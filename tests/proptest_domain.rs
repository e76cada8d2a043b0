//! Property-Based Tests — Domain Layer Invariants
//!
//! Uses `proptest` to verify extraction, filtering and dedup invariants
//! across random inputs.

use std::collections::HashSet;

use proptest::prelude::*;

use source_fund_service::domain::{
    CandidateEntry, ExchangeList, PageExtractor, SourceFund, dedup_by_address,
    filter_known_exchanges,
};

fn fund_strategy() -> impl Strategy<Value = SourceFund> {
    ("[A-Za-z ]{0,12}", "0x[0-9a-fA-F]{1,3}")
        .prop_map(|(name, address)| SourceFund { name, address })
}

fn candidate_strategy() -> impl Strategy<Value = CandidateEntry> {
    (
        prop_oneof![
            Just("Binance 14".to_string()),
            Just("Kraken: Hot Wallet".to_string()),
            Just("binance 2".to_string()),
            Just("Random Wallet".to_string()),
            "[A-Za-z ]{0,12}",
        ],
        "0x[0-9a-f]{1,2}",
    )
        .prop_map(|(name, address)| CandidateEntry::new(name, address))
}

// ── Extractor Properties ────────────────────────────────────

proptest! {
    /// Text without the tooltip anchor never yields candidates.
    #[test]
    fn extract_without_anchor_is_empty(page in "[^\"]{0,200}") {
        let extractor = PageExtractor::new().unwrap();
        prop_assert!(extractor.extract(&page).is_empty());
    }

    /// Every well-formed anchor is recovered, in order.
    #[test]
    fn extract_recovers_all_anchors(
        entries in prop::collection::vec(("[A-Za-z0-9 ]{1,10}", "0x[0-9a-f]{1,6}"), 0..8),
    ) {
        let extractor = PageExtractor::new().unwrap();
        let page: String = entries
            .iter()
            .map(|(name, address)| format!(
                r#"<a data-bs-toggle="tooltip" data-bs-trigger="hover" data-bs-placement="top" title="{name}<br/>({address})</a><a class="js-clipboard">"#
            ))
            .collect();

        let out = extractor.extract(&page);
        let expected: Vec<_> = entries
            .iter()
            .map(|(name, address)| CandidateEntry::new(name.as_str(), address.as_str()))
            .collect();
        prop_assert_eq!(out, expected);
    }
}

// ── Filter Properties ───────────────────────────────────────

proptest! {
    /// Output is the order-preserving subsequence of matching candidates.
    #[test]
    fn filter_preserves_order_and_bound(
        candidates in prop::collection::vec(candidate_strategy(), 0..20),
    ) {
        let exchanges = ExchangeList::default();
        let matching = candidates.iter().filter(|c| exchanges.matches(&c.name)).count();

        let out = filter_known_exchanges(candidates.clone(), &exchanges);
        prop_assert!(out.len() <= matching);

        let expected: Vec<SourceFund> = candidates
            .into_iter()
            .filter(|c| exchanges.matches(&c.name))
            .map(SourceFund::from)
            .collect();
        prop_assert_eq!(out, expected);
    }
}

// ── Deduplicator Properties ─────────────────────────────────

proptest! {
    /// Addresses are unique, every input address survives once, first wins.
    #[test]
    fn dedup_keeps_first_of_each_address(
        funds in prop::collection::vec(fund_strategy(), 0..30),
    ) {
        let out = dedup_by_address(funds.clone());

        let mut seen = HashSet::new();
        for fund in &out {
            prop_assert!(seen.insert(fund.address.clone()), "duplicate {}", fund.address);
        }

        let input_addresses: HashSet<_> = funds.iter().map(|f| f.address.clone()).collect();
        prop_assert_eq!(seen, input_addresses);

        for fund in &out {
            let first = funds.iter().find(|f| f.address == fund.address).unwrap();
            prop_assert_eq!(fund, first);
        }
    }

    /// Running dedup twice is the same as running it once.
    #[test]
    fn dedup_is_idempotent(funds in prop::collection::vec(fund_strategy(), 0..30)) {
        let once = dedup_by_address(funds);
        let twice = dedup_by_address(once.clone());
        prop_assert_eq!(once, twice);
    }
}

==========

• **WHAT YOU ARE ASKED TO DO**:
Go through the data and show every line where "SourceFund" occurs.

• **EXPECTED ANSWER**:
    CandidateEntry, ExchangeList, PageExtractor, SourceFund, dedup_by_address,
fn fund_strategy() -> impl Strategy<Value = SourceFund> {
        .prop_map(|(name, address)| SourceFund { name, address })
        let expected: Vec<SourceFund> = candidates
            .map(SourceFund::from)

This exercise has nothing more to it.